# FATCA - Bank search for canidates



## FFMralph (Dec 22, 2012)

I got my first inquiry from a small local bank today. They identified me as being American and as having an US tax obligation. (Not hard to figure out because I used my American passport to open the account).

The explained that they are, since July 2014 legally required under the "Foreign Tax Compliance Act" to report me to the German Tax Office who in turn, will report me to the IRS.

For 2014, my name, address, TIN, year end account balance will be reported.
In 2015 this will include interest, dividends and winnings.

Let the games begin!


----------



## Bevdeforges (Nov 16, 2007)

"Winnings" ??? Or "gains."

Keep us posted. 
Cheers,
Bev


----------



## FFMralph (Dec 22, 2012)

Gains.


----------



## maz57 (Apr 17, 2012)

Sounds like its time to switch banks.


----------



## BBCWatcher (Dec 28, 2012)

Why? It sounds like they're handling new German regulatory requirements well, keeping the account holder informed, with minimum or zero inconvenience to the account holder. In other words, a professional, well-run bank.


----------



## maz57 (Apr 17, 2012)

BBCWatcher said:


> Why? It sounds like they're handling new German regulatory requirements well......

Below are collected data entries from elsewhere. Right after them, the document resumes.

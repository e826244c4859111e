use graft_api::expansions::ElementKind;
use graft_api::idents::Ident;
use graft_api::macros::{MacroDefinition, MacroInvocation};
use graft_api::scopes::{InvocationContext, Namespace, ScopeId};
use graft_api::spans::Span;
use graft_expand::expand::{ExpandError, Malformed};
use graft_expand::namespace::Origin;
use graft_expand::walker::SourceTree;
use graft_expand::{
    expand_macro, expand_or_none, DefinitionLookup, ExpansionOrigin, FailureCategory, Map,
};
use std::cell::Cell;
use std::error::Error;
use std::rc::Rc;

static IF_STD: &str = r#"
macro_rules! if_std {
    ($($i:item)*) => ($(
        #[cfg(feature = "use_std")]
        $i
    )*)
}
"#;

fn if_std() -> Rc<MacroDefinition> {
    Rc::new(MacroDefinition {
        name: "if_std".into(),
        source: IF_STD.trim().into(),
        span: Span::fake(),
    })
}

fn definition(name: &str, source: &str) -> Rc<MacroDefinition> {
    Rc::new(MacroDefinition {
        name: name.into(),
        source: source.into(),
        span: Span::fake(),
    })
}

fn invocation(name: &str, source: &str) -> MacroInvocation {
    MacroInvocation {
        name: name.into(),
        source: source.into(),
        span: Span::fake(),
        context: InvocationContext::Module(ScopeId(0)),
    }
}

fn lookup(defs: &[Rc<MacroDefinition>]) -> Map<Ident, Rc<MacroDefinition>> {
    defs.iter().map(|def| (def.name.clone(), def.clone())).collect()
}

/// Counts how often it's asked for a definition.
struct CountingLookup {
    definitions: Map<Ident, Rc<MacroDefinition>>,
    calls: Cell<usize>,
}
impl DefinitionLookup for CountingLookup {
    fn lookup_macro(&self, name: &Ident) -> Option<Rc<MacroDefinition>> {
        self.calls.set(self.calls.get() + 1);
        self.definitions.lookup_macro(name)
    }
}

#[test]
fn if_std_items() -> Result<(), Box<dyn Error>> {
    spoor::init();

    let source = format!(
        "{}\n{}",
        IF_STD,
        r#"
if_std! {
    fn foo() -> Foo { Foo }
}

struct Foo;

fn main() {
    let _foo = foo();
}
"#
    );
    let mut tree = SourceTree::parse("lib.rs", &source)?;
    let root = tree.root();

    let results = tree.expand_all();
    assert_eq!(results.len(), 1);
    let foo = &results[0];
    assert_eq!(foo.kind(), ElementKind::Function);
    assert_eq!(foo.name().map(|n| &**n), Some("foo"));
    assert!(foo.has_attribute("cfg"));
    assert!(foo.text().starts_with("#[cfg(feature = \"use_std\")]"));
    assert!(foo.text().ends_with("fn foo() -> Foo { Foo }"));
    assert_eq!(foo.context(), root);
    assert_eq!(foo.span().source_file.to_str(), Some("MACRO.rs"));
    let invoked_at = foo.span().macro_invocation.as_ref().expect("points at the invocation");
    assert_eq!(invoked_at.start_line, 10);

    let main = tree.function_scope("main").expect("main has a body");
    let binding = tree
        .resolve(main, Namespace::Value, "foo")
        .expect("foo resolves from main");
    assert_eq!(binding.kind, ElementKind::Function);
    match &binding.origin {
        Origin::Expanded { invocation } => assert_eq!(invocation.start_line, 10),
        other => panic!("unexpected: {:?}", other),
    }
    assert!(tree.resolve(main, Namespace::Type, "Foo").is_some());
    Ok(())
}

#[test]
fn lazy_static_declares_a_static() -> Result<(), Box<dyn Error>> {
    spoor::init();

    let mut tree = SourceTree::parse(
        "lib.rs",
        r#"
use lazy_static::lazy_static;

lazy_static! {
    /// Shared.
    pub static ref FOO: Vec<u8> = vec![1, 2, 3];
}

fn main() {
    let _len = FOO.len();
}
"#,
    )?;
    let results = tree.expand_all();
    assert_eq!(results.len(), 1);
    assert_eq!(results[0].kind(), ElementKind::Static);
    assert_eq!(
        results[0].text(),
        "/// Shared.\n    pub static FOO: Vec<u8> = vec![1, 2, 3];"
    );

    let main = tree.function_scope("main").expect("main has a body");
    let binding = tree
        .resolve(main, Namespace::Value, "FOO")
        .expect("FOO resolves from main");
    assert_eq!(binding.kind, ElementKind::Static);
    Ok(())
}

#[test]
fn builtin_skips_lookup() -> Result<(), Box<dyn Error>> {
    spoor::init();

    let counting = CountingLookup {
        definitions: lookup(&[
            definition(
                "lazy_static",
                "macro_rules! lazy_static { ($($i:item)*) => ($(struct Shadowed; $i)*) }",
            ),
            if_std(),
        ]),
        calls: Cell::new(0),
    };

    let expansion = expand_macro(
        &invocation("lazy_static", "lazy_static! { static ref A: u8 = 1; }"),
        &counting,
    )?;
    assert_eq!(expansion.origin, ExpansionOrigin::Builtin);
    assert_eq!(expansion.results.len(), 1);
    assert_eq!(expansion.results[0].name().map(|n| &**n), Some("A"));
    assert_eq!(counting.calls.get(), 0);

    let expansion = expand_macro(&invocation("if_std", "if_std! { struct B; }"), &counting)?;
    assert_eq!(expansion.origin, ExpansionOrigin::Definition);
    assert_eq!(counting.calls.get(), 1);
    Ok(())
}

#[test]
fn unresolved() {
    spoor::init();

    let defs = lookup(&[if_std()]);
    let inv = invocation("if_sdt", "if_sdt! { struct A; }");
    assert!(expand_or_none(&inv, &defs).is_none());
    match expand_macro(&inv, &defs) {
        Err(err @ ExpandError::Unresolved(_)) => {
            assert_eq!(err.category(), FailureCategory::Unresolved)
        }
        other => panic!("unexpected: {:?}", other),
    }
}

#[test]
fn unsupported_shapes() {
    spoor::init();

    let defs = lookup(&[
        definition(
            "two_cases",
            "macro_rules! two_cases { ($($i:item)*) => ($($i)*); () => () }",
        ),
        definition(
            "two_groups",
            "macro_rules! two_groups { ($($i:item)* ; $($j:item)*) => ($($i)*) }",
        ),
        definition(
            "idents",
            "macro_rules! idents { ($($i:ident)*) => ($(struct $i;)*) }",
        ),
    ]);
    for name in &["two_cases", "two_groups", "idents"] {
        let inv = invocation(name, &format!("{}! {{ struct A; }}", name));
        assert!(expand_or_none(&inv, &defs).is_none());
        match expand_macro(&inv, &defs) {
            Err(err) => assert_eq!(err.category(), FailureCategory::UnsupportedShape),
            Ok(expansion) => panic!("{} expanded to {:?}", name, expansion),
        }
    }
}

#[test]
fn wrapped_template_binds_nothing() -> Result<(), Box<dyn Error>> {
    spoor::init();

    let mut tree = SourceTree::parse(
        "lib.rs",
        r#"
        macro_rules! wrap { ($($x:item)*) => { mod inner { $(pub $x)* } } }
        wrap! { struct A; }
        "#,
    )?;
    assert!(tree.expand_all().is_empty());
    assert!(tree.resolve(tree.root(), Namespace::Type, "A").is_none());

    let inv = tree.invocations().next().ok_or("no invocation")?;
    let defs = lookup(&[definition(
        "wrap",
        "macro_rules! wrap { ($($x:item)*) => { mod inner { $(pub $x)* } } }",
    )]);
    match expand_macro(inv, &defs) {
        Err(err) => assert_eq!(err.category(), FailureCategory::UnsupportedShape),
        Ok(expansion) => panic!("expanded to {:?}", expansion),
    }
    Ok(())
}

#[test]
fn empty_arguments() {
    spoor::init();

    let defs = lookup(&[if_std()]);
    match expand_macro(&invocation("if_std", "if_std! {}"), &defs) {
        Err(ExpandError::ArgumentParseFailed(Malformed::NoArguments)) => (),
        other => panic!("unexpected: {:?}", other),
    }
    match expand_macro(&invocation("if_std", "if_std!( /* nothing */ )"), &defs) {
        Err(ExpandError::InstantiationEmpty) => (),
        other => panic!("unexpected: {:?}", other),
    }
}

#[test]
fn expression_context() -> Result<(), Box<dyn Error>> {
    spoor::init();

    let defs = lookup(&[if_std()]);
    let mut inv = invocation("if_std", "if_std!(struct A;)");
    inv.context = InvocationContext::Expression;
    match expand_macro(&inv, &defs) {
        Err(err @ ExpandError::ContextBindFailed) => {
            assert_eq!(err.category(), FailureCategory::ContextUnavailable)
        }
        other => panic!("unexpected: {:?}", other),
    }

    let source = format!("{}\nfn f() {{ let _x = if_std!(struct A;); }}", IF_STD);
    let mut tree = SourceTree::parse("lib.rs", &source)?;
    assert!(tree.expand_all().is_empty());
    Ok(())
}

#[test]
fn deterministic() -> Result<(), Box<dyn Error>> {
    spoor::init();

    let defs = lookup(&[if_std()]);
    let inv = invocation("if_std", "if_std! { fn a() {} struct B; }");
    let first = expand_macro(&inv, &defs)?.results;
    let second = expand_macro(&inv, &defs)?.results;
    assert_eq!(first.len(), second.len());
    for (a, b) in first.iter().zip(&second) {
        assert_eq!(a.kind(), b.kind());
        assert_eq!(a.name(), b.name());
        assert_eq!(a.text(), b.text());
        assert_eq!(a.context(), b.context());
    }
    Ok(())
}

#[test]
fn one_instance_per_fragment() -> Result<(), Box<dyn Error>> {
    spoor::init();

    let defs = lookup(&[if_std()]);
    let inv = invocation(
        "if_std",
        "if_std! {\n    fn a() {}\n    /// b\n    struct B;\n    mod c {}\n}",
    );
    let results = expand_macro(&inv, &defs)?.results;
    let described = results
        .iter()
        .map(|r| (r.kind(), r.name().map(|n| n.to_string())))
        .collect::<Vec<_>>();
    assert_eq!(
        described,
        vec![
            (ElementKind::Function, Some("a".to_string())),
            (ElementKind::Struct, Some("B".to_string())),
            (ElementKind::Module, Some("c".to_string())),
        ]
    );
    assert!(results.iter().all(|r| r.has_attribute("cfg")));
    assert!(results[1].has_attribute("doc"));
    Ok(())
}

#[test]
fn textual_order() -> Result<(), Box<dyn Error>> {
    spoor::init();

    let source = format!(
        "{}\n{}",
        r#"
if_std! { struct TooEarly; }
"#,
        IF_STD.to_string()
            + r#"
if_std! { struct Root; }

mod m {
    if_std! { struct InModule; }

    macro_rules! private {
        ($($i:item)*) => ($($i)*)
    }
    private! { struct Private; }
}

private! { struct Leaked; }

fn f() {
    if_std! { struct InBody; }
}
"#
    );
    let mut tree = SourceTree::parse("lib.rs", &source)?;
    let names = tree
        .expand_all()
        .iter()
        .filter_map(|r| r.name().map(|n| n.to_string()))
        .collect::<Vec<_>>();
    assert_eq!(names, vec!["Root", "InModule", "Private", "InBody"]);

    let root = tree.root();
    let f = tree.function_scope("f").expect("f has a body");
    assert!(tree.resolve(root, Namespace::Type, "Root").is_some());
    assert!(tree.resolve(root, Namespace::Type, "InModule").is_none());
    assert!(tree.resolve(root, Namespace::Type, "InBody").is_none());
    assert!(tree.resolve(f, Namespace::Type, "InBody").is_some());
    assert!(tree.resolve(f, Namespace::Type, "Root").is_some());
    Ok(())
}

I think you mean US regulatory requirements. Fatca is a US law. The Germans merely agreed to enforce it


----------



## BBCWatcher (Dec 28, 2012)

No, these are German regulations in Germany. _Inspired_ by the U.S., sure, but the regulatory code is German. (The German constitution was also inspired by the U.S., so that's not novel.) As it happens German banks are allowed to continue doing business in the U.S. without 30% withholding on their U.S. operations as long as they're compliant with German regulations (plus U.S. regulations in the U.S.)

See how that works? The U.S. doesn't actually regulate German banks in Germany. The German government does.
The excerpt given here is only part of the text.